First, I am sorry for the difficulties of everything you are going through. This is very tough. I know that you asked for specific advice about individuals who could help with financial questions outside the legal context, and unfortunately I do not have specific advice there. But as someone who wanted an amicable divorce but nevertheless experienced a lot of trouble around emotions and finances, I would just like to underscore that you are right in your sense that you should get a lawyer. Not in order to take your ex to court or threaten him, but to have someone knowledgeable to help you know your rights and limitations. What I would recommend is getting a mediator, that is, someone trained in family law who does not take sides, to work with both your and your ex-to-be, making sure that all the details are discussed and firmly written down. Your husband may object that you don't need to spend the money, that you can figure it out on your own, that you can trust him... but don't. There are many details that even a well-meaning person could overlook, and if I understand your situation correctly, there is a woman with whom your husband is involved who might want in the future to lay claim to some of his assets. He doesn't know himself how that might pan out, so you really need to have your agreement worked carefully through and guaranteed. Then you should engage a lawyer who would be your support person to go over the agreement crafted with your mediator. That person would also be the one you would turn to if your husband does not hold to his side of the bargain, or if either of you wants to make changes.  Good luck with this.

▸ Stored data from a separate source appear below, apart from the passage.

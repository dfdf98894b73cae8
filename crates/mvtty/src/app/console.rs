//! Per-tab console buffer with timestamps and scroll state.

use std::collections::VecDeque;

use time::macros::format_description;
use time::{OffsetDateTime, UtcOffset};

use crate::domain::{JobLine, LineKind};

/// Oldest lines are dropped past this many.
pub const MAX_CONSOLE_LINES: usize = 10_000;

/// One rendered console line.
#[derive(Clone, Debug, Eq, PartialEq)]
pub struct ConsoleLine {
    /// Local time formatted as `HH:MM:SS`.
    pub timestamp: String,
    pub kind: LineKind,
    /// Raw text, possibly containing SGR escapes.
    pub text: String,
}

/// Scrollable output log of one tab.
#[derive(Debug, Default)]
pub struct Console {
    lines: VecDeque<ConsoleLine>,
    /// Rows scrolled up from the bottom; `0` follows the tail.
    scroll_offset: u16,
}

impl Console {
    pub fn new() -> Self {
        Self::default()
    }

    /// Appends a line stamped with the current time in `offset`.
    pub fn push(&mut self, line: JobLine, offset: UtcOffset) {
        self.push_at(line, OffsetDateTime::now_utc().to_offset(offset));
    }

    /// Appends a line stamped with `at`.
    pub fn push_at(&mut self, line: JobLine, at: OffsetDateTime) {
        if self.lines.len() == MAX_CONSOLE_LINES {
            self.lines.pop_front();
        }

        self.lines.push_back(ConsoleLine {
            timestamp: format_timestamp(at),
            kind: line.kind,
            text: line.text,
        });
    }

    pub fn lines(&self) -> &VecDeque<ConsoleLine> {
        &self.lines
    }

    pub fn is_empty(&self) -> bool {
        self.lines.is_empty()
    }

    /// Removes all lines and resumes following the tail.
    pub fn clear(&mut self) {
        self.lines.clear();
        self.scroll_offset = 0;
    }

    pub fn scroll_offset(&self) -> u16 {
        self.scroll_offset
    }

    pub fn scroll_up(&mut self, rows: u16) {
        self.scroll_offset = self.scroll_offset.saturating_add(rows);
    }

    pub fn scroll_down(&mut self, rows: u16) {
        self.scroll_offset = self.scroll_offset.saturating_sub(rows);
    }

    /// Jumps back to the newest line.
    pub fn follow_tail(&mut self) {
        self.scroll_offset = 0;
    }
}

fn format_timestamp(at: OffsetDateTime) -> String {
    let format = format_description!("[hour]:[minute]:[second]");

    at.format(format).unwrap_or_default()
}
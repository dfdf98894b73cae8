use std::path::PathBuf;

use mvt_report::DeviceType;

use crate::domain::{CommandError, FieldId, Form};
use crate::infra::paths;

/// Inputs of one report generation run.
#[derive(Clone, Debug, Eq, PartialEq)]
pub(super) struct ReportRequest {
    pub(super) scan_dir: PathBuf,
    pub(super) device_type: Option<DeviceType>,
    pub(super) file_name: Option<String>,
}

impl ReportRequest {
    /// Reads the report form. `Auto` leaves device detection to the
    /// generator; an empty file name selects the timestamped default.
    pub(super) fn from_form(form: &Form) -> Result<Self, CommandError> {
        let scan_dir = form.text(FieldId::ScanDir);
        if scan_dir.is_empty() {
            return Err(CommandError::MissingField {
                message: "Please select a results directory",
            });
        }

        let device_type = form
            .choice(FieldId::DeviceType)
            .and_then(|choice| choice.parse::<DeviceType>().ok());
        let file_name = Some(form.text(FieldId::FileName))
            .filter(|name| !name.is_empty())
            .map(str::to_string);

        Ok(Self {
            scan_dir: paths::expand_tilde(scan_dir),
            device_type,
            file_name,
        })
    }
}
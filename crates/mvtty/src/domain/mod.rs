//! Pure domain model: platforms, forms, command construction and job
//! messages. Nothing here touches the terminal or spawns processes.

pub mod command;
pub mod form;
pub mod job;
pub mod platform;

pub use command::{
    Action, AndroidAction, CommandError, IosAction, MvtCommand, SECRET_MASK, UtilityAction,
};
pub use form::{Field, FieldId, FieldKind, Focus, Form};
pub use job::{Job, JobKind, JobLine, JobStep, JobSummary, LineKind, StepOutcome};
pub use platform::Platform;
use std::{sync::Arc, time::Duration};

use parley_core::{
    config::BackendConfig,
    error::{ParleyError, Result},
};
use reqwest::{Client as HttpClient, header::HeaderValue};

use crate::client::OpenAiClient;

/// Base URL of a local LM Studio inference server.
pub const DEFAULT_BASE_URL: &str = "http://localhost:1234/v1";
/// LM Studio accepts any key; this is the one its docs use.
pub const DEFAULT_API_KEY: &str = "lm-studio";
/// LM Studio serves whichever model is loaded regardless of this name.
pub const DEFAULT_MODEL: &str = "local-model";

pub const BASE_URL_ENV_VAR: &str = "OPENAI_BASE_URL";
pub const API_KEY_ENV_VAR: &str = "OPENAI_API_KEY";
pub const MODEL_ENV_VAR: &str = "OPENAI_MODEL";

/// Thin wrapper that wires the HTTP client [`OpenAiClient`] into a value
/// that implements [`parley_core::provider::StreamingCompletionProvider`].
///
/// * owns a shareable, connection-pooled `reqwest::Client`,
/// * remembers the model identifier and sampling options,
/// * is built through [`OpenAiAdapterBuilder`] so callers don’t have to
///   juggle `Option<String>` manually.
///
/// Construct it once at process start and reuse it for every turn.
#[derive(Clone)]
pub struct OpenAiAdapter {
    pub(crate) client: Arc<OpenAiClient>,
    pub(crate) model: String,
    pub(crate) temperature: Option<f64>,
    pub(crate) max_tokens: Option<u32>,
}

impl OpenAiAdapter {
    pub fn model(&self) -> &str {
        &self.model
    }

    pub fn base_url(&self) -> &str {
        self.client.base_url()
    }
}

/// Builder for [`OpenAiAdapter`].
///
/// # Typical usage
///
/// ```rust,no_run
/// use parley_openai::OpenAiAdapterBuilder;
///
/// // LM Studio on localhost, or whatever OPENAI_BASE_URL points at.
/// let backend = OpenAiAdapterBuilder::new_from_env()
///     .build()
///     .expect("valid backend configuration");
/// ```
#[derive(Default)]
pub struct OpenAiAdapterBuilder {
    pub(crate) base_url: Option<String>,
    pub(crate) api_key: Option<String>,
    pub(crate) anonymous: bool,
    pub(crate) model: Option<String>,
    pub(crate) http: Option<HttpClient>,
    pub(crate) temperature: Option<f64>,
    pub(crate) max_tokens: Option<u32>,
}

impl OpenAiAdapterBuilder {
    /// Create an *empty* builder; every unset option falls back to the LM
    /// Studio defaults.
    pub fn new() -> Self {
        Self::default()
    }

    /// Builder pre-filled from `OPENAI_BASE_URL`, `OPENAI_API_KEY` and
    /// `OPENAI_MODEL`. Unset or blank variables keep the LM Studio defaults.
    ///
    /// # Panics
    ///
    /// Never panics. Invalid values only surface during [`Self::build`].
    pub fn new_from_env() -> Self {
        Self::from_env_vars(BASE_URL_ENV_VAR, API_KEY_ENV_VAR, MODEL_ENV_VAR)
    }

    fn from_env_vars(base_url_var: &str, api_key_var: &str, model_var: &str) -> Self {
        let config = BackendConfig::new(DEFAULT_BASE_URL, DEFAULT_MODEL).overlay_env(
            base_url_var,
            Some(api_key_var),
            model_var,
        );

        // a missing key still falls back to `DEFAULT_API_KEY` in `build`
        Self {
            base_url: Some(config.endpoint),
            api_key: config.api_key,
            model: Some(config.model),
            ..Self::default()
        }
    }

    /// Take endpoint, key and model from an explicit configuration.
    pub fn with_config(mut self, config: BackendConfig) -> Self {
        self.base_url = Some(config.endpoint);
        self.anonymous = config.api_key.is_none();
        self.api_key = config.api_key;
        self.model = Some(config.model);
        self
    }

    pub fn with_base_url(mut self, base_url: impl Into<String>) -> Self {
        self.base_url = Some(base_url.into());
        self
    }

    pub fn with_api_key(mut self, api_key: impl Into<String>) -> Self {
        self.api_key = Some(api_key.into());
        self.anonymous = false;
        self
    }

    /// Send no `Authorization` header at all.
    pub fn without_api_key(mut self) -> Self {
        self.api_key = None;
        self.anonymous = true;
        self
    }

    pub fn with_model(mut self, model: impl Into<String>) -> Self {
        self.model = Some(model.into());
        self
    }

    /// Use a preconfigured `reqwest::Client` (proxies, custom TLS, …).
    pub fn with_http_client(mut self, http: HttpClient) -> Self {
        self.http = Some(http);
        self
    }

    pub fn with_temperature(mut self, temperature: f64) -> Self {
        self.temperature = Some(temperature);
        self
    }

    pub fn with_max_tokens(mut self, max_tokens: u32) -> Self {
        self.max_tokens = Some(max_tokens);
        self
    }

    /// Finalise the builder and return a ready-to-use adapter.
    ///
    /// # Errors
    ///
    /// * [`ParleyError::Construction`] – invalid base URL, empty model, an
    ///   API key that cannot be sent as a header, or a failure building the
    ///   HTTP client.
    pub fn build(self) -> Result<OpenAiAdapter> {
        let api_key = match (self.api_key, self.anonymous) {
            (Some(key), _) => Some(key),
            (None, true) => None,
            (None, false) => Some(DEFAULT_API_KEY.to_owned()),
        };

        let config = BackendConfig {
            endpoint: self.base_url.unwrap_or_else(|| DEFAULT_BASE_URL.to_owned()),
            api_key,
            model: self.model.unwrap_or_else(|| DEFAULT_MODEL.to_owned()),
        };
        config.validate()?;

        if let Some(key) = &config.api_key {
            HeaderValue::from_str(&format!("Bearer {key}")).map_err(|_| {
                ParleyError::Construction("API key contains characters not allowed in a header".into())
            })?;
        }

        let http = match self.http {
            Some(http) => http,
            // no overall timeout: a long generation must not be cut off
            None => HttpClient::builder()
                .connect_timeout(Duration::from_secs(10))
                .build()
                .map_err(|e| ParleyError::Construction(format!("building HTTP client: {e}")))?,
        };

        #[cfg(feature = "tracing")]
        tracing::debug!(?config, "openai-compatible backend configured");

        let client = OpenAiClient::with_http(config.api_key.clone(), http, config.base_url());

        Ok(OpenAiAdapter {
            client: Arc::new(client),
            model: config.model,
            temperature: self.temperature,
            max_tokens: self.max_tokens,
        })
    }
}

#[cfg(test)]
mod tests {
    use super::*;

    #[test]
    fn defaults_point_at_lm_studio() {
        let adapter = OpenAiAdapterBuilder::new().build().unwrap();
        assert_eq!(adapter.base_url(), DEFAULT_BASE_URL);
        assert_eq!(adapter.model(), DEFAULT_MODEL);
    }

    #[test]
    fn trailing_slash_is_trimmed() {
        let adapter = OpenAiAdapterBuilder::new()
            .with_base_url("http://127.0.0.1:8080/v1/")
            .build()
            .unwrap();
        assert_eq!(adapter.base_url(), "http://127.0.0.1:8080/v1");
    }

    #[test]
    fn blank_environment_falls_back_to_defaults() {
        // SAFETY: these names are unique to this test.
        unsafe {
            std::env::set_var("PARLEY_TEST_OPENAI_BASE_URL", "");
            std::env::set_var("PARLEY_TEST_OPENAI_API_KEY", "");
            std::env::set_var("PARLEY_TEST_OPENAI_MODEL", "qwen2.5-7b-instruct");
        }

        let builder = OpenAiAdapterBuilder::from_env_vars(
            "PARLEY_TEST_OPENAI_BASE_URL",
            "PARLEY_TEST_OPENAI_API_KEY",
            "PARLEY_TEST_OPENAI_MODEL",
        );
        assert_eq!(builder.api_key, None);
        assert!(!builder.anonymous);

        let adapter = builder.build().unwrap();
        assert_eq!(adapter.base_url(), DEFAULT_BASE_URL);
        assert_eq!(adapter.model(), "qwen2.5-7b-instruct");
    }

    #[test]
    fn invalid_configuration_is_a_construction_error() {
        let bad_url = OpenAiAdapterBuilder::new().with_base_url("localhost:1234").build();
        assert!(matches!(bad_url, Err(ParleyError::Construction(_))));

        let no_host = OpenAiAdapterBuilder::new().with_base_url("http://").build();
        assert!(matches!(no_host, Err(ParleyError::Construction(_))));

        let space = OpenAiAdapterBuilder::new()
            .with_base_url("http://local host:1234/v1")
            .build();
        assert!(matches!(space, Err(ParleyError::Construction(_))));

        let bad_key = OpenAiAdapterBuilder::new().with_api_key("line\nbreak").build();
        assert!(matches!(bad_key, Err(ParleyError::Construction(_))));
    }
}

Try Gavin DiStasi in Berkeley. He’s a certified divorce financial analyst who helped me look at some settlement options when I was going through my divorce and he really helped me get a better idea of the possible outcomes. I think he also works in mediation and collaborative divorce, but I just went to him for consultation myself. His number is 510-898-1270.

Good luck!

Always, always, always get a lawyer. It doesn't have to be someone who wants to be vicious and take the divorce to court. But it does need to be an actual attorney rather than a financial advisor. There are all kinds of legal details around child custody, taxes, property, etc. etc. that you need legal advice for. 

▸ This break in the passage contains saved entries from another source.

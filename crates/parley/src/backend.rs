//! Backend chosen at runtime.
//!
//! `PARLEY_BACKEND=openai` (LM Studio and friends) or `PARLEY_BACKEND=ollama`
//! selects the adapter; each adapter then reads its own variables
//! (`OPENAI_*`, `OLLAMA_*`).
use std::{env, pin::Pin};

use futures_core::Stream;
use parley_core::{
    error::{ParleyError, Result},
    payload::{PromptMode, RequestPayload},
    provider::{BackendElement, StreamingCompletionProvider},
    stream::ExtractionRule,
};

#[cfg(feature = "ollama")]
use parley_ollama::{OllamaAdapter, OllamaAdapterBuilder};
#[cfg(feature = "openai")]
use parley_openai::{OpenAiAdapter, OpenAiAdapterBuilder};

pub const BACKEND_ENV_VAR: &str = "PARLEY_BACKEND";

/// Either of the bundled HTTP backends.
#[derive(Clone)]
pub enum Backend {
    #[cfg(feature = "openai")]
    OpenAi(OpenAiAdapter),
    #[cfg(feature = "ollama")]
    Ollama(OllamaAdapter),
}

impl Backend {
    /// Build the backend named by `PARLEY_BACKEND`. When unset, the
    /// OpenAI-compatible backend is used if it was compiled in.
    ///
    /// # Errors
    ///
    /// * [`ParleyError::Construction`] – unknown backend name, a backend
    ///   whose feature is disabled, or an invalid adapter configuration.
    pub fn from_env() -> Result<Self> {
        let name = env::var(BACKEND_ENV_VAR)
            .ok()
            .filter(|name| !name.trim().is_empty());

        Self::by_name(name.as_deref())
    }

    fn by_name(name: Option<&str>) -> Result<Self> {
        let name = name.map(|n| n.trim().to_ascii_lowercase());

        match name.as_deref() {
            #[cfg(feature = "openai")]
            None | Some("openai" | "lmstudio" | "lm-studio") => {
                Ok(Backend::OpenAi(OpenAiAdapterBuilder::new_from_env().build()?))
            }
            #[cfg(all(feature = "ollama", not(feature = "openai")))]
            None => Ok(Backend::Ollama(OllamaAdapterBuilder::new_from_env().build()?)),
            #[cfg(feature = "ollama")]
            Some("ollama") => Ok(Backend::Ollama(OllamaAdapterBuilder::new_from_env().build()?)),
            Some(other) => Err(ParleyError::Construction(format!(
                "unknown or disabled backend `{other}`"
            ))),
        }
    }

    /// Short name for log lines and banners.
    pub fn name(&self) -> &'static str {
        match self {
            #[cfg(feature = "openai")]
            Backend::OpenAi(_) => "openai",
            #[cfg(feature = "ollama")]
            Backend::Ollama(_) => "ollama",
        }
    }

    pub fn model(&self) -> &str {
        match self {
            #[cfg(feature = "openai")]
            Backend::OpenAi(adapter) => adapter.model(),
            #[cfg(feature = "ollama")]
            Backend::Ollama(adapter) => adapter.model(),
        }
    }
}

#[cfg(feature = "openai")]
impl From<OpenAiAdapter> for Backend {
    fn from(adapter: OpenAiAdapter) -> Self {
        Backend::OpenAi(adapter)
    }
}

#[cfg(feature = "ollama")]
impl From<OllamaAdapter> for Backend {
    fn from(adapter: OllamaAdapter) -> Self {
        Backend::Ollama(adapter)
    }
}

impl StreamingCompletionProvider for Backend {
    type ElementStream<'s>
        = Pin<Box<dyn Stream<Item = Result<BackendElement>> + Send + 's>>
    where
        Self: 's;

    fn start_stream<'s>(&'s self, payload: RequestPayload) -> Self::ElementStream<'s> {
        match self {
            #[cfg(feature = "openai")]
            Backend::OpenAi(adapter) => adapter.start_stream(payload),
            #[cfg(feature = "ollama")]
            Backend::Ollama(adapter) => adapter.start_stream(payload),
        }
    }

    fn extraction_rule(&self, mode: PromptMode) -> ExtractionRule {
        match self {
            #[cfg(feature = "openai")]
            Backend::OpenAi(adapter) => adapter.extraction_rule(mode),
            #[cfg(feature = "ollama")]
            Backend::Ollama(adapter) => adapter.extraction_rule(mode),
        }
    }
}

#[cfg(test)]
mod tests {
    use super::*;

    #[test]
    fn unknown_backend_is_a_construction_error() {
        let result = Backend::by_name(Some("kobold"));
        assert!(matches!(result, Err(ParleyError::Construction(msg)) if msg.contains("kobold")));
    }

    #[cfg(feature = "ollama")]
    #[test]
    fn ollama_is_selected_by_name() {
        let backend = Backend::by_name(Some(" Ollama ")).unwrap();
        assert_eq!(backend.name(), "ollama");
        assert_eq!(
            backend.extraction_rule(PromptMode::Structured),
            ExtractionRule::pointer(parley_ollama::CHAT_CONTENT_POINTER)
        );
    }

    #[cfg(feature = "openai")]
    #[test]
    fn openai_dispatches_its_own_rule() {
        let backend = Backend::from(OpenAiAdapterBuilder::new().build().unwrap());
        assert_eq!(backend.name(), "openai");
        assert_eq!(
            backend.extraction_rule(PromptMode::Structured),
            ExtractionRule::pointer(parley_openai::CHAT_DELTA_POINTER)
        );
        assert_eq!(backend.extraction_rule(PromptMode::Text), ExtractionRule::RawDelta);
    }
}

Also—I hate to have to say this but—if he has been having an affair for over a year that means he has been lying to you for over a year. There is absolutely no reason you should believe he is not also lying to you about where he has bank accounts and what his plans are to support you. I'm not an attorney but I am in a line of work that exposes me to lots and lots of divorces and I can't tell you how many times the "nice" guy who wants to be amicable goes on the attack when his new girlfriend starts complaining about how much money he's sending to his soon-to-be ex.

Even in an amicable divorce, where there is child support and spousal support involved, you absolutely need a lawyer to advise you .From personal experience I can say that even when the divorce is amicable, any agreement not in writing is worthless down the road. Feelings change, and people change over time. Moreover, you'll need to file papers with the courts to get a judge to sign off on it, even if you don't go to trial. As others have said, get the advice of a collaborative divorce attorney. Even in the interim, I would get everything crucial documented.